FWIW, there are loads of people (I am one myself) who have faith in delayed academics-- that kids might actually learn this stuff better if the academic route were delayed for several years.  Waldorf puts one version of this theory into practice.  

 

I'm not saying that to encourage you to necessarily drop anything you are doing now, but mainly to remove a sizeable chunk of the stress that's weighing you down.  Don't be too discouraged by your son's apparent lack of readiness.


That reminded me of some of the stories I've heard from a man I know who's helped a lot of kids over the past decades get from one stage of their education to another - mostly from high school to college. Wes "worked in public schools for 31 years, mostly in high schools, and in a private school for one year. He taught science, math, and English, and directed programs for gifted and 'at-risk' kids.
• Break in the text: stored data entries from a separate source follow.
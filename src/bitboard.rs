//! A fixed-size bitboard implementation using const generics.
//!
//! Boards are an `N×N` grid packed row-major into an unsigned integer `T`.
//! The engine keeps one bitboard per cell property (ship, hit, miss) and
//! derives the per-cell state from their combination.

use core::ops::{BitAnd, BitAndAssign, BitOr, BitOrAssign, Not};
use core::{any, fmt, mem};
use num_traits::{PrimInt, Unsigned, Zero};

/// Errors returned by bitboard operations.
#[derive(Debug, Clone, PartialEq, Eq)]
pub enum BitBoardError {
    /// Requested board size N*N exceeds capacity of `T::BITS`.
    SizeTooLarge { n: usize, capacity: usize },
    /// Row or column index is out of bounds [0..N).
    IndexOutOfBounds { row: usize, col: usize },
}

impl fmt::Display for BitBoardError {
    fn fmt(&self, f: &mut fmt::Formatter<'_>) -> fmt::Result {
        match self {
            BitBoardError::SizeTooLarge { n, capacity } => {
                write!(f, "SizeTooLarge: N*N={} exceeds T::BITS={}", n * n, capacity)
            }
            BitBoardError::IndexOutOfBounds { row, col } => {
                write!(f, "IndexOutOfBounds: row={}, col={}", row, col)
            }
        }
    }
}

/// A fixed-size N×N bitboard stored in the unsigned integer `T`.
#[derive(Clone, Copy, PartialEq, Eq)]
pub struct BitBoard<T, const N: usize>
where
    T: PrimInt + Unsigned + Zero,
{
    bits: T,
}

impl<T, const N: usize> BitBoard<T, N>
where
    T: PrimInt + Unsigned + Zero,
{
    /// Number of usable bits in the board (`N * N`).
    const BOARD_BITS: usize = N * N;

    #[inline]
    fn mask() -> T {
        if Self::BOARD_BITS == mem::size_of::<T>() * 8 {
            !T::zero()
        } else {
            (T::one() << Self::BOARD_BITS) - T::one()
        }
    }

    /// Create a new empty bitboard (all bits cleared) without size check.
    #[inline]
    pub fn new() -> Self {
        BitBoard { bits: T::zero() }
    }

    /// Fallible constructor: returns `Err(SizeTooLarge)` if N*N > T::BITS.
    pub fn try_new() -> Result<Self, BitBoardError> {
        let capacity = mem::size_of::<T>() * 8;
        if Self::BOARD_BITS > capacity {
            Err(BitBoardError::SizeTooLarge { n: N, capacity })
        } else {
            Ok(BitBoard { bits: T::zero() })
        }
    }

    /// Returns the number of set bits (occupied cells).
    pub fn count_ones(&self) -> usize {
        self.bits.count_ones() as usize
    }

    /// Returns true if no bits are set.
    pub fn is_empty(&self) -> bool {
        self.bits.is_zero()
    }

    /// Gets the bit at (row, col).
    pub fn get(&self, row: usize, col: usize) -> Result<bool, BitBoardError> {
        self.check_bounds(row, col)?;
        let idx = row * N + col;
        Ok(((self.bits >> idx) & T::one()) != T::zero())
    }

    /// Sets the bit at (row, col) to 1.
    pub fn set(&mut self, row: usize, col: usize) -> Result<(), BitBoardError> {
        self.check_bounds(row, col)?;
        let idx = row * N + col;
        self.bits = self.bits | (T::one() << idx);
        Ok(())
    }

    /// Clears the bit at (row, col) to 0.
    pub fn clear(&mut self, row: usize, col: usize) -> Result<(), BitBoardError> {
        self.check_bounds(row, col)?;
        let idx = row * N + col;
        self.bits = self.bits & !(T::one() << idx);
        Ok(())
    }

    #[inline]
    fn check_bounds(&self, row: usize, col: usize) -> Result<(), BitBoardError> {
        if row >= N || col >= N {
            Err(BitBoardError::IndexOutOfBounds { row, col })
        } else {
            Ok(())
        }
    }

    /// Returns the set cells grown by one cell in all eight directions,
    /// clipped to the board. The set cells themselves stay set.
    pub fn expand(&self) -> Self {
        let mut out = *self;
        for (r, c) in self.iter_set_bits() {
            for nr in r.saturating_sub(1)..=(r + 1).min(N - 1) {
                for nc in c.saturating_sub(1)..=(c + 1).min(N - 1) {
                    out.bits = out.bits | (T::one() << (nr * N + nc));
                }
            }
        }
        out
    }

    /// Creates a bitboard from the raw integer, masking out upper bits.
    #[inline]
    pub fn from_raw(raw: T) -> Self {
        BitBoard {
            bits: raw & Self::mask(),
        }
    }

    /// Creates a bitboard from an iterator over `(row, col)` positions.
    pub fn from_cells<I>(iter: I) -> Result<Self, BitBoardError>
    where
        I: IntoIterator<Item = (usize, usize)>,
    {
        let mut board = Self::new();
        for (r, c) in iter {
            board.set(r, c)?;
        }
        Ok(board)
    }

    /// Iterator over the set bits of the board, in row-major order.
    #[inline]
    pub fn iter_set_bits(&self) -> SetBits<'_, T, N> {
        SetBits {
            board: self,
            idx: 0,
        }
    }
}

impl<T, const N: usize> Default for BitBoard<T, N>
where
    T: PrimInt + Unsigned + Zero,
{
    #[inline]
    fn default() -> Self {
        Self::new()
    }
}

impl<T, const N: usize> fmt::Debug for BitBoard<T, N>
where
    T: PrimInt + Unsigned + Zero + fmt::Binary,
{
    fn fmt(&self, f: &mut fmt::Formatter<'_>) -> fmt::Result {
        writeln!(f, "BitBoard<{}, {}>:", any::type_name::<T>(), N)?;
        for r in 0..N {
            for c in 0..N {
                let bit = if ((self.bits >> (r * N + c)) & T::one()) != T::zero() {
                    '■'
                } else {
                    '□'
                };
                write!(f, "{} ", bit)?;
            }
            writeln!(f)?;
        }
        Ok(())
    }
}

/// Iterator over the set bits of a bitboard.
#[derive(Clone, Copy)]
pub struct SetBits<'a, T, const N: usize>
where
    T: PrimInt + Unsigned + Zero,
{
    board: &'a BitBoard<T, N>,
    idx: usize,
}

impl<T, const N: usize> Iterator for SetBits<'_, T, N>
where
    T: PrimInt + Unsigned + Zero,
{
    type Item = (usize, usize);
    #[inline]
    fn next(&mut self) -> Option<Self::Item> {
        while self.idx < N * N {
            let idx = self.idx;
            self.idx += 1;
            if ((self.board.bits >> idx) & T::one()) != T::zero() {
                return Some((idx / N, idx % N));
            }
        }
        None
    }
}

impl<T, const N: usize> BitAnd for BitBoard<T, N>
where
    T: PrimInt + Unsigned + Zero,
{
    type Output = Self;
    fn bitand(self, rhs: Self) -> Self {
        BitBoard::from_raw(self.bits & rhs.bits)
    }
}

impl<T, const N: usize> BitOr for BitBoard<T, N>
where
    T: PrimInt + Unsigned + Zero,
{
    type Output = Self;
    fn bitor(self, rhs: Self) -> Self {
        BitBoard::from_raw(self.bits | rhs.bits)
    }
}

/// Bitwise NOT for inverting a bitboard (within board bounds).
impl<T, const N: usize> Not for BitBoard<T, N>
where
    T: PrimInt + Unsigned + Zero,
{
    type Output = Self;
    #[inline]
    fn not(self) -> Self {
        Self::from_raw(!self.bits)
    }
}

impl<T, const N: usize> BitAndAssign for BitBoard<T, N>
where
    T: PrimInt + Unsigned + Zero,
{
    #[inline]
    fn bitand_assign(&mut self, rhs: Self) {
        self.bits = self.bits & rhs.bits;
    }
}

impl<T, const N: usize> BitOrAssign for BitBoard<T, N>
where
    T: PrimInt + Unsigned + Zero,
{
    #[inline]
    fn bitor_assign(&mut self, rhs: Self) {
        self.bits = self.bits | rhs.bits;
    }
}
//! Fleet placement: the human's ship-by-ship cursor and random layouts
//! for the computer.

use alloc::vec::Vec;
use rand::Rng;

use crate::board::Board;
use crate::common::GameError;
use crate::config::FLEET;
use crate::ship::Ship;

/// What the human has to place next.
#[derive(Debug, Clone, Copy, PartialEq, Eq)]
#[cfg_attr(feature = "std", derive(serde::Serialize, serde::Deserialize))]
pub enum PlacementProgress {
    /// Place a ship of `length`; `remaining` ships of that length are left.
    Next { length: usize, remaining: usize },
    Complete,
}

/// Walks the fleet table longest ship first: 1×4, 2×3, 3×2, 4×1.
#[derive(Debug, Clone, Copy, PartialEq, Eq, Default)]
pub struct FleetCursor {
    group: usize,
    placed_in_group: usize,
}

impl FleetCursor {
    pub fn new() -> Self {
        Self::default()
    }

    /// Length of the next ship, or `None` once the fleet is complete.
    pub fn current_length(&self) -> Option<usize> {
        FLEET.get(self.group).map(|(len, _)| *len)
    }

    pub fn is_complete(&self) -> bool {
        self.group >= FLEET.len()
    }

    pub fn progress(&self) -> PlacementProgress {
        match FLEET.get(self.group) {
            Some(&(length, count)) => PlacementProgress::Next {
                length,
                remaining: count - self.placed_in_group,
            },
            None => PlacementProgress::Complete,
        }
    }

    /// Count one ship of the current length as placed.
    pub fn advance(&mut self) {
        let Some(&(_, count)) = FLEET.get(self.group) else {
            return;
        };
        self.placed_in_group += 1;
        if self.placed_in_group >= count {
            self.group += 1;
            self.placed_in_group = 0;
        }
    }
}

/// Randomly place ships of the given lengths, in order.
///
/// All or nothing: if any ship exhausts its trials the board is left as it
/// was and `PlacementExhausted` names the length that failed.
pub fn place_fleet_randomly<R: Rng + ?Sized>(
    board: &mut Board,
    rng: &mut R,
    lengths: &[usize],
) -> Result<Vec<Ship>, GameError> {
    let mut scratch = *board;
    let mut ships = Vec::with_capacity(lengths.len());
    for &length in lengths {
        let ship = scratch.random_placement(rng, length)?;
        scratch.place(ship.origin(), ship.length(), ship.orientation());
        ships.push(ship);
    }
    *board = scratch;
    Ok(ships)
}
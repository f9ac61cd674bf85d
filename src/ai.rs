// Hunt/target opponent: random search until a hit, then directed shots
// along the inferred ship line until the ship sinks.

use alloc::collections::VecDeque;
use alloc::vec::Vec;
use log::{debug, trace};
use rand::Rng;

use crate::board::Board;
use crate::common::Coord;
use crate::ship::Orientation;
use crate::shot::{suppress_perimeter, ShotOutcome};

/// Whether the AI is searching blindly or chasing a damaged ship.
#[derive(Debug, Clone, Copy, PartialEq, Eq, Default)]
#[cfg_attr(feature = "std", derive(serde::Serialize, serde::Deserialize))]
pub enum HuntMode {
    #[default]
    Random,
    Hunting,
}

/// Internal memory of the targeting AI.
#[derive(Debug, Clone, PartialEq, Eq, Default)]
pub struct HuntState {
    pub mode: HuntMode,
    /// Queued candidates, first in first out, without duplicates.
    pub pending: VecDeque<Coord>,
    /// Hits on the ship currently being chased.
    pub confirmed: Vec<Coord>,
}

/// Stateful shot selector for the computer side.
#[derive(Debug, Clone, Default)]
pub struct Targeting {
    state: HuntState,
}

impl Targeting {
    pub fn new() -> Self {
        Self::default()
    }

    pub fn state(&self) -> &HuntState {
        &self.state
    }

    /// Forget the current target and go back to random search.
    pub fn reset(&mut self) {
        self.state = HuntState::default();
    }

    /// Choose the next cell to fire at on `board`.
    ///
    /// Returns `None` only when every cell has already been resolved.
    pub fn select_target<R: Rng + ?Sized>(&mut self, board: &Board, rng: &mut R) -> Option<Coord> {
        if self.state.mode == HuntMode::Hunting {
            if let Some(c) = self.pop_pending(board) {
                return Some(c);
            }
            if let Some(orientation) = infer_orientation(&self.state.confirmed) {
                self.state.pending =
                    extension_candidates(board, &self.state.confirmed, orientation).into();
                if let Some(c) = self.pop_pending(board) {
                    return Some(c);
                }
            }
            self.state.pending = neighbor_candidates(board, &self.state.confirmed).into();
            if let Some(c) = self.pop_pending(board) {
                return Some(c);
            }
            debug!(
                "no candidates around {:?}, back to random search",
                self.state.confirmed
            );
            self.reset();
        }
        random_cell(board, rng)
    }

    /// Update the hunt state after firing at `c`.
    ///
    /// On a sink this also rules out the cells around the ship on `board`
    /// and returns them.
    pub fn record_outcome(&mut self, board: &mut Board, c: Coord, outcome: &ShotOutcome) -> Vec<Coord> {
        match outcome {
            ShotOutcome::AlreadyShot | ShotOutcome::Miss => Vec::new(),
            ShotOutcome::Hit => {
                self.state.confirmed.push(c);
                self.state.mode = HuntMode::Hunting;
                match infer_orientation(&self.state.confirmed) {
                    Some(orientation) => {
                        self.state.pending =
                            extension_candidates(board, &self.state.confirmed, orientation).into();
                    }
                    None => {
                        for n in open_neighbors(board, c) {
                            if !self.state.pending.contains(&n) {
                                self.state.pending.push_back(n);
                            }
                        }
                    }
                }
                trace!("hunting, queue {:?}", self.state.pending);
                Vec::new()
            }
            ShotOutcome::HitAndSunk(ship) => {
                self.state.confirmed.push(c);
                let suppressed = suppress_perimeter(board, ship);
                self.state.pending.retain(|p| !suppressed.contains(p));
                debug!(
                    "sunk ship at {} (length {}), ruled out {} cells",
                    ship.origin(),
                    ship.length(),
                    suppressed.len()
                );
                self.reset();
                suppressed
            }
        }
    }

    fn pop_pending(&mut self, board: &Board) -> Option<Coord> {
        while let Some(c) = self.state.pending.pop_front() {
            if !board.is_shot(c) {
                return Some(c);
            }
        }
        None
    }
}

/// Infer the line of the chased ship from its two lowest hits (row-major).
///
/// Needs at least two hits; `None` if they share neither row nor column.
pub fn infer_orientation(hits: &[Coord]) -> Option<Orientation> {
    if hits.len() < 2 {
        return None;
    }
    let mut sorted = hits.to_vec();
    sorted.sort();
    let (first, second) = (sorted[0], sorted[1]);
    if first.row() == second.row() {
        Some(Orientation::Horizontal)
    } else if first.col() == second.col() {
        Some(Orientation::Vertical)
    } else {
        None
    }
}

/// The unshot cells just past both ends of the hit line.
pub fn extension_candidates(board: &Board, hits: &[Coord], orientation: Orientation) -> Vec<Coord> {
    let Some(&anchor) = hits.first() else {
        return Vec::new();
    };
    let (before, after) = match orientation {
        Orientation::Horizontal => {
            let min = hits.iter().map(|h| h.col()).min().unwrap_or(anchor.col());
            let max = hits.iter().map(|h| h.col()).max().unwrap_or(anchor.col());
            (
                min.checked_sub(1).and_then(|c| Coord::new(anchor.row(), c)),
                Coord::new(anchor.row(), max + 1),
            )
        }
        Orientation::Vertical => {
            let min = hits.iter().map(|h| h.row()).min().unwrap_or(anchor.row());
            let max = hits.iter().map(|h| h.row()).max().unwrap_or(anchor.row());
            (
                min.checked_sub(1).and_then(|r| Coord::new(r, anchor.col())),
                Coord::new(max + 1, anchor.col()),
            )
        }
    };
    [before, after]
        .into_iter()
        .flatten()
        .filter(|c| !board.is_shot(*c))
        .collect()
}

/// Unshot 4-neighbours of every hit, first occurrence order, no duplicates.
pub fn neighbor_candidates(board: &Board, hits: &[Coord]) -> Vec<Coord> {
    let mut out: Vec<Coord> = Vec::new();
    for &hit in hits {
        for n in open_neighbors(board, hit) {
            if !out.contains(&n) {
                out.push(n);
            }
        }
    }
    out
}

fn open_neighbors(board: &Board, c: Coord) -> impl Iterator<Item = Coord> + '_ {
    c.neighbors4().filter(move |n| !board.is_shot(*n))
}

/// Uniform pick among the cells not yet resolved.
pub fn random_cell<R: Rng + ?Sized>(board: &Board, rng: &mut R) -> Option<Coord> {
    let open = board.unshot_cells();
    if open.is_empty() {
        return None;
    }
    Some(open[rng.random_range(0..open.len())])
}

#[cfg(test)]
mod tests {
    use super::*;
    use crate::shot::fire;
    use rand::rngs::SmallRng;
    use rand::SeedableRng;

    fn at(row: usize, col: usize) -> Coord {
        Coord::new(row, col).unwrap()
    }

    #[test]
    fn orientation_from_two_lowest_hits() {
        let hits = [at(0, 0), at(0, 2), at(0, 1)];
        assert_eq!(infer_orientation(&hits), Some(Orientation::Horizontal));
        let hits = [at(5, 3), at(4, 3)];
        assert_eq!(infer_orientation(&hits), Some(Orientation::Vertical));
        assert_eq!(infer_orientation(&[at(2, 2)]), None);
        assert_eq!(infer_orientation(&[at(2, 2), at(3, 3)]), None);
    }

    #[test]
    fn extension_skips_out_of_bounds_end() {
        let mut board = Board::new();
        board.place(at(0, 0), 4, Orientation::Horizontal);
        for c in [at(0, 0), at(0, 2), at(0, 1)] {
            fire(&mut board, c);
        }
        let hits = [at(0, 0), at(0, 2), at(0, 1)];
        let orientation = infer_orientation(&hits).unwrap();
        assert_eq!(orientation, Orientation::Horizontal);
        assert_eq!(extension_candidates(&board, &hits, orientation), vec![at(0, 3)]);
    }

    #[test]
    fn extension_skips_shot_cells() {
        let mut board = Board::new();
        fire(&mut board, at(2, 5));
        let hits = [at(3, 5), at(4, 5)];
        assert_eq!(
            extension_candidates(&board, &hits, Orientation::Vertical),
            vec![at(5, 5)]
        );
    }

    #[test]
    fn neighbor_candidates_are_ordered_and_unique() {
        let board = Board::new();
        let hits = [at(4, 4), at(4, 5)];
        assert_eq!(
            neighbor_candidates(&board, &hits),
            vec![at(3, 4), at(5, 4), at(4, 3), at(4, 5), at(3, 5), at(5, 5), at(4, 4), at(4, 6)]
        );
    }

    #[test]
    fn hunts_down_a_three_cell_ship() {
        let mut board = Board::new();
        board.place(at(4, 3), 3, Orientation::Horizontal);
        let mut ai = Targeting::new();
        let mut rng = SmallRng::seed_from_u64(7);

        let first = at(4, 4);
        let outcome = fire(&mut board, first);
        assert_eq!(outcome, ShotOutcome::Hit);
        ai.record_outcome(&mut board, first, &outcome);
        assert_eq!(ai.state().mode, HuntMode::Hunting);
        assert_eq!(
            ai.state().pending.iter().copied().collect::<Vec<_>>(),
            vec![at(3, 4), at(5, 4), at(4, 3), at(4, 5)]
        );

        let mut shots = Vec::new();
        loop {
            let c = ai.select_target(&board, &mut rng).unwrap();
            let outcome = fire(&mut board, c);
            shots.push(c);
            ai.record_outcome(&mut board, c, &outcome);
            if let ShotOutcome::HitAndSunk(ship) = outcome {
                assert_eq!(ship.origin(), at(4, 3));
                assert_eq!(ship.length(), 3);
                break;
            }
        }
        assert_eq!(shots, vec![at(3, 4), at(5, 4), at(4, 3), at(4, 2), at(4, 5)]);
        assert_eq!(ai.state(), &HuntState::default());
        // Perimeter of the sunk ship is ruled out.
        for c in [at(3, 2), at(3, 6), at(5, 3), at(5, 6), at(4, 6)] {
            assert!(board.is_shot(c), "{} should be ruled out", c);
        }
    }

    #[test]
    fn random_mode_never_repeats_a_cell() {
        let mut board = Board::new();
        let mut ai = Targeting::new();
        let mut rng = SmallRng::seed_from_u64(99);
        for _ in 0..100 {
            let c = ai.select_target(&board, &mut rng).unwrap();
            assert_ne!(fire(&mut board, c), ShotOutcome::AlreadyShot);
        }
        assert_eq!(ai.select_target(&board, &mut rng), None);
    }
}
He wised up in 1993, left the system, and has since then directed Beach High School, which consists of a home office and an attitude – the attitude expressed in this book, Forging Paths: Beyond Traditional Schooling." 

 

Here's his essay on Self Directed Learning.

 


Lillian
 

 

post #20 of 24

What jumped out to me was 'tally marks' ... we just switched to Teaching Textbooks Math 5 for DS, who is 12 and has NLD.  Math has been hard for him and he is now a PRO at tally marks!  He couldn't get them for the longest time.  I'm not saying this to say your son might have a LD but just saying that not knowing how to use tally marks hasn't harmed my son, and now he knows them.  He's 12 - when he's an adult and needs to use them for something, nobody will care *when* he learned them.

 

We also had GREAT success using touchmath for addition/subtraction.  It's basically how I do it, so it made sense to me.  My son was in his third year of MUS and still couldn't add/subtract without blocks.  He took to touchmath very quickly.  You might want to check it out.